PPB's request comes one day after the Mercury reported that, although Gulley's death had been declared a suicide by Multnomah County Medical Examiner, her family had reason to believe she may have been murdered. In an interview with the Mercury, Gulley's family members said they attempted to share information with police about rumors from Gulley's friends and acquaintances suggesting foul play. Some even mentioned having video evidence of her alleged murder.
But Gulley's family said they weren't listened to by PPB officers. The Mercury also received little information from PPB when we inquired about police efforts following Gulley's death.

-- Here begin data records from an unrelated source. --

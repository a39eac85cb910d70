//! Tracing setup for the `tsr` binary.
//!
//! Output format is chosen by `TSR_LOG_FORMAT`:
//!
//! - `text` (default): flat `tracing-subscriber` lines
//! - `tree`: indented spans via `tracing-tree`
//! - `json`: one JSON object per event
//!
//! ```bash
//! TSR_LOG=debug TSR_LOG_FORMAT=tree tsr generate --graph graph.json
//! TSR_LOG="tsr_generator=trace,tsr_runtime=debug" tsr inspect --metadata out.json
//! ```
//!
//! Nothing is installed unless `TSR_LOG` or `RUST_LOG` is set.

use tracing_subscriber::prelude::*;
use tracing_subscriber::{EnvFilter, Registry, fmt};

pub const LOG_ENV: &str = "TSR_LOG";
pub const LOG_FORMAT_ENV: &str = "TSR_LOG_FORMAT";

#[derive(Debug, Clone, Copy, PartialEq, Eq)]
pub enum LogFormat {
    Text,
    Tree,
    Json,
}

impl LogFormat {
    pub fn parse(value: &str) -> Self {
        match value.trim().to_lowercase().as_str() {
            "tree" => Self::Tree,
            "json" => Self::Json,
            _ => Self::Text,
        }
    }

    fn from_env() -> Self {
        Self::parse(&std::env::var(LOG_FORMAT_ENV).unwrap_or_default())
    }
}

/// `TSR_LOG` wins over `RUST_LOG`.
fn build_filter() -> EnvFilter {
    match std::env::var(LOG_ENV) {
        Ok(val) => EnvFilter::builder().parse_lossy(val),
        Err(_) => EnvFilter::from_default_env(),
    }
}

/// Install the global subscriber. Output goes to stderr so generated
/// artifacts written to stdout stay clean.
pub fn init_tracing() {
    if std::env::var(LOG_ENV).is_err() && std::env::var("RUST_LOG").is_err() {
        return;
    }

    let filter = build_filter();
    match LogFormat::from_env() {
        LogFormat::Tree => {
            let tree_layer = tracing_tree::HierarchicalLayer::default()
                .with_indent_amount(2)
                .with_indent_lines(true)
                .with_targets(true);
            Registry::default().with(filter).with(tree_layer).init();
        }
        LogFormat::Json => {
            let json_layer = fmt::layer().json().with_writer(std::io::stderr);
            Registry::default().with(filter).with(json_layer).init();
        }
        LogFormat::Text => {
            tracing_subscriber::fmt()
                .with_env_filter(filter)
                .with_writer(std::io::stderr)
                .init();
        }
    }
}
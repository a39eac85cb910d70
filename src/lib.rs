//! Runtime type reflection for TypeScript programs.
//!
//! - [`generator`]: walks a static type graph and emits per-module type
//!   descriptions plus call-site replacements.
//! - [`runtime`]: registers emitted descriptions and reconstructs live,
//!   lazily linked [`Type`] objects on demand.
//! - [`common`]: the wire format shared by both.

pub use tsr_common as common;
pub use tsr_generator as generator;
pub use tsr_runtime as runtime;

pub use tsr_generator::{ResolvedConfig, TypeGraph, generate};
pub use tsr_runtime::{
    GenericParams, LocalMetadataStore, MetadataStore, ProcessMetadataStore, RuntimeError, Type,
    TypeId, get_type, get_type_in, load_metadata,
};
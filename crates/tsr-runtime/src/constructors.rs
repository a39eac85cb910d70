//! Process-wide registry of class constructors.
//!
//! Executable code cannot travel in a description. A class description only
//! carries a [`ConstructorImport`](tsr_common::ConstructorImport) locator;
//! the host resolves it and registers a factory here under the class's
//! identity key, after which `Type::ctor()` returns it.

use dashmap::DashMap;
use once_cell::sync::Lazy;
use std::any::Any;
use std::sync::Arc;
use tracing::trace;

/// Factory producing a fresh instance of a reflected class.
pub type Constructor = Arc<dyn Fn() -> Box<dyn Any + Send> + Send + Sync>;

static CONSTRUCTORS: Lazy<DashMap<String, Constructor>> = Lazy::new(DashMap::new);

/// Register `factory` as the constructor of the class with `full_name`.
/// A later registration for the same key replaces the earlier one.
pub fn register_constructor<T, F>(full_name: impl Into<String>, factory: F)
where
    T: Any + Send,
    F: Fn() -> T + Send + Sync + 'static,
{
    let full_name = full_name.into();
    trace!(key = %full_name, "register_constructor");
    let ctor: Constructor = Arc::new(move || Box::new(factory()) as Box<dyn Any + Send>);
    CONSTRUCTORS.insert(full_name, ctor);
}

pub(crate) fn lookup(full_name: &str) -> Option<Constructor> {
    CONSTRUCTORS.get(full_name).map(|r| Arc::clone(r.value()))
}
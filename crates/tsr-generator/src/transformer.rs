//! Per-module transformation: call sites -> descriptions -> pipeline.
//!
//! One `ModuleTransformer` spans a whole compilation so ids stay unique and
//! shared types are described once. Each module still emits every
//! registration its call sites need, so modules load independently; the
//! runtime store makes repeated registrations of an id a no-op.

use crate::call_site::{SiteReplacement, replace_call_site};
use crate::config::ResolvedConfig;
use crate::context::GenerationContext;
use crate::error::GenerationError;
use crate::generator::DescriptionGenerator;
use crate::graph::SourceModule;
use crate::middleware::MetadataPipeline;
use crate::oracle::{TRACE_MARKER, TypeOracle};
use serde::{Deserialize, Serialize};
use serde_json::Value;
use tracing::{debug, warn};
use tsr_common::{MetadataSource, ModuleMetadata};

#[derive(Clone, Debug, PartialEq, Serialize, Deserialize)]
#[serde(rename_all = "camelCase")]
pub struct EmittedModule {
    pub path: String,
    /// Pipeline output: the module's batch, ready for `load_metadata`.
    pub metadata: Value,
    /// Registrations before the pipeline ran, in emission order.
    #[serde(skip)]
    pub registrations: ModuleMetadata,
    pub call_sites: Vec<SiteReplacement>,
    /// Functions marked `trace`; the host wraps them.
    #[serde(default, skip_serializing_if = "Vec::is_empty")]
    pub traced_functions: Vec<String>,
}

/// Everything one compilation produced.
#[derive(Clone, Debug, Default, PartialEq, Serialize, Deserialize)]
pub struct GenerationArtifact {
    pub package: String,
    pub modules: Vec<EmittedModule>,
}

#[derive(Debug)]
pub struct ModuleFailure {
    pub path: String,
    pub error: GenerationError,
}

#[derive(Debug, Default)]
pub struct TransformOutcome {
    pub artifact: GenerationArtifact,
    pub failures: Vec<ModuleFailure>,
}

pub struct ModuleTransformer<'a, O: TypeOracle + ?Sized> {
    oracle: &'a O,
    config: &'a ResolvedConfig,
    pipeline: &'a MetadataPipeline,
    ctx: GenerationContext,
}

impl<'a, O: TypeOracle + ?Sized> ModuleTransformer<'a, O> {
    pub fn new(oracle: &'a O, config: &'a ResolvedConfig, pipeline: &'a MetadataPipeline) -> Self {
        Self {
            oracle,
            config,
            pipeline,
            ctx: GenerationContext::new(),
        }
    }

    pub fn context(&self) -> &GenerationContext {
        &self.ctx
    }

    pub fn transform(&mut self, module: &SourceModule) -> Result<EmittedModule, GenerationError> {
        if !module.call_sites.is_empty() && !module.imports_reflection {
            warn!(
                module = %module.path,
                "module contains reflective queries but does not import the reflection API"
            );
        }

        let mut call_sites = Vec::with_capacity(module.call_sites.len());
        let mut roots = Vec::new();
        {
            let mut generator = DescriptionGenerator::new(self.oracle, self.config, &mut self.ctx);
            for call_site in &module.call_sites {
                let Some(replacement) = replace_call_site(&mut generator, call_site)? else {
                    continue;
                };
                replacement.for_each_id(&mut |id| roots.push(id));
                call_sites.push(SiteReplacement {
                    site: call_site.site().to_string(),
                    replacement,
                });
            }
        }

        let registrations = self.ctx.module_metadata(&module.path, &roots);
        let source = MetadataSource {
            modules: vec![registrations.clone()],
        };
        let metadata = self.pipeline.run(&module.path, &source)?;

        let traced_functions = module
            .functions
            .iter()
            .filter(|name| {
                self.oracle
                    .function(name)
                    .is_some_and(|function| function.has_marker(TRACE_MARKER))
            })
            .cloned()
            .collect();

        debug!(
            module = %module.path,
            call_sites = call_sites.len(),
            types = registrations.types.len(),
            "ModuleTransformer::transform"
        );

        Ok(EmittedModule {
            path: module.path.clone(),
            metadata,
            registrations,
            call_sites,
            traced_functions,
        })
    }

    /// Transform every module. A failing module is reported and skipped.
    pub fn transform_all<'m>(
        &mut self,
        modules: impl IntoIterator<Item = &'m SourceModule>,
    ) -> TransformOutcome {
        let mut outcome = TransformOutcome {
            artifact: GenerationArtifact {
                package: self.config.package_name.clone(),
                modules: Vec::new(),
            },
            failures: Vec::new(),
        };
        for module in modules {
            match self.transform(module) {
                Ok(emitted) => outcome.artifact.modules.push(emitted),
                Err(error) => outcome.failures.push(ModuleFailure {
                    path: module.path.clone(),
                    error,
                }),
            }
        }
        outcome
    }
}

#[cfg(test)]
#[path = "../tests/transformer_tests.rs"]
mod tests;
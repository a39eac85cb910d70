//! What each reflective call site becomes.
//!
//! | Call site | Replacement |
//! |-----------|-------------|
//! | `getType<Keyed>()` | store lookup by id |
//! | `getType<number>()`, unions, literals, ... | inline construction |
//! | `getType<T>()` with `T` open | read of `__genericParams__.T` |
//! | `f<A, B>()` where `f` is marked `reflect` | implicit `{ A: .., B: .. }` argument |

use crate::error::GenerationError;
use crate::generator::DescriptionGenerator;
use crate::graph::CallSite;
use crate::oracle::{REFLECT_MARKER, TypeHandle, TypeOracle, TypeShape};
use serde::{Deserialize, Serialize};
use tracing::trace;
use tsr_common::{TypeDescription, TypeId, TypeRef};

#[derive(Clone, Debug, PartialEq, Serialize, Deserialize)]
#[serde(tag = "kind", rename_all = "camelCase")]
pub enum Replacement {
    StoreLookup { id: TypeId },
    Inline { description: TypeDescription },
    GenericParameter { name: String },
    GenericArguments { args: Vec<GenericArgument> },
}

#[derive(Clone, Debug, PartialEq, Serialize, Deserialize)]
pub struct GenericArgument {
    pub name: String,
    pub value: Replacement,
}

impl Replacement {
    /// Registered ids the replacement needs at run time.
    pub fn for_each_id(&self, f: &mut impl FnMut(TypeId)) {
        match self {
            Replacement::StoreLookup { id } => f(*id),
            Replacement::Inline { description } => description.for_each_referenced_id(f),
            Replacement::GenericParameter { .. } => {}
            Replacement::GenericArguments { args } => {
                for arg in args {
                    arg.value.for_each_id(f);
                }
            }
        }
    }
}

#[derive(Clone, Debug, PartialEq, Serialize, Deserialize)]
pub struct SiteReplacement {
    pub site: String,
    pub replacement: Replacement,
}

/// Replacement for a reflective query on `ty`.
pub fn replace_type<O: TypeOracle + ?Sized>(
    generator: &mut DescriptionGenerator<'_, O>,
    ty: TypeHandle,
) -> Result<Replacement, GenerationError> {
    if let Some(TypeShape::TypeParameter { name }) = generator.oracle().shape(ty) {
        return Ok(Replacement::GenericParameter { name });
    }
    Ok(match generator.describe(ty)? {
        TypeRef::Id(id) | TypeRef::Lazy { lazy: id } => Replacement::StoreLookup { id },
        TypeRef::Inline(description) => Replacement::Inline {
            description: *description,
        },
    })
}

/// Replacement for one call site; `None` when the call needs no rewrite.
pub fn replace_call_site<O: TypeOracle + ?Sized>(
    generator: &mut DescriptionGenerator<'_, O>,
    call_site: &CallSite,
) -> Result<Option<Replacement>, GenerationError> {
    match call_site {
        CallSite::GetType {
            site,
            type_argument,
        } => {
            let ty = type_argument.ok_or_else(|| GenerationError::MissingTypeArgument {
                site: site.clone(),
                parameter: None,
            })?;
            replace_type(generator, ty).map(Some)
        }
        CallSite::GenericCall {
            site,
            callee,
            type_arguments,
        } => {
            let Some(function) = generator.oracle().function(callee) else {
                trace!(site = %site, callee = %callee, "callee unknown, left as is");
                return Ok(None);
            };
            if !function.has_marker(REFLECT_MARKER) {
                return Ok(None);
            }

            let mut args = Vec::with_capacity(function.type_parameters.len());
            for (index, name) in function.type_parameters.iter().enumerate() {
                let ty = type_arguments.get(index).copied().ok_or_else(|| {
                    GenerationError::MissingTypeArgument {
                        site: site.clone(),
                        parameter: Some(name.clone()),
                    }
                })?;
                args.push(GenericArgument {
                    name: name.clone(),
                    value: replace_type(generator, ty)?,
                });
            }
            Ok(Some(Replacement::GenericArguments { args }))
        }
    }
}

"Today, the Police Bureau has learned from a media report that there may be community members with additional information and/or video of the incident," reads PPB's June 11 press release. "A member of the Detective Division has made contact with family in an attempt to gather more details."
PPB asks anyone with information about the incident or the circumstances leading up to it to call detectives at (503) 823-0400.
In the press release, PPB adds new details about how police responded immediately following Gulley's death:
On May 27, 2019, East Precinct Officers were dispatched to a call of a death in the 3500 block of Northeast Rocky Butte Road. Upon arrival, officers discovered a deceased individual, later identified as 31-year-old Otis Gulley, who we later learned identified as a trans-gender community member. Medical personnel responded and confirmed Gulley was deceased.
The Medical Examiner's Office responded to the scene to assume the investigation. Criminalists from the Portland Police Forensic Evidence Division also arrived to photograph and collect evidence.
The Medical Examiner's Office determined the cause of death to be suicide.
PPB also attempts to clear up confusion expressed by Gulley's family—and the public—around which law enforcement agency is responsible for a death investigation.
"For example," the release continues, "the Police Bureau does not determine cause or manner of death, does not perform autopsies, does not determine whether or not an autopsy should be performed, and does not have the authority to release documents from other agencies. The Oregon State Medical Examiner's Office has these roles."
The Mercury has yet to receive Gulley's autopsy records from the state medical examiner's office.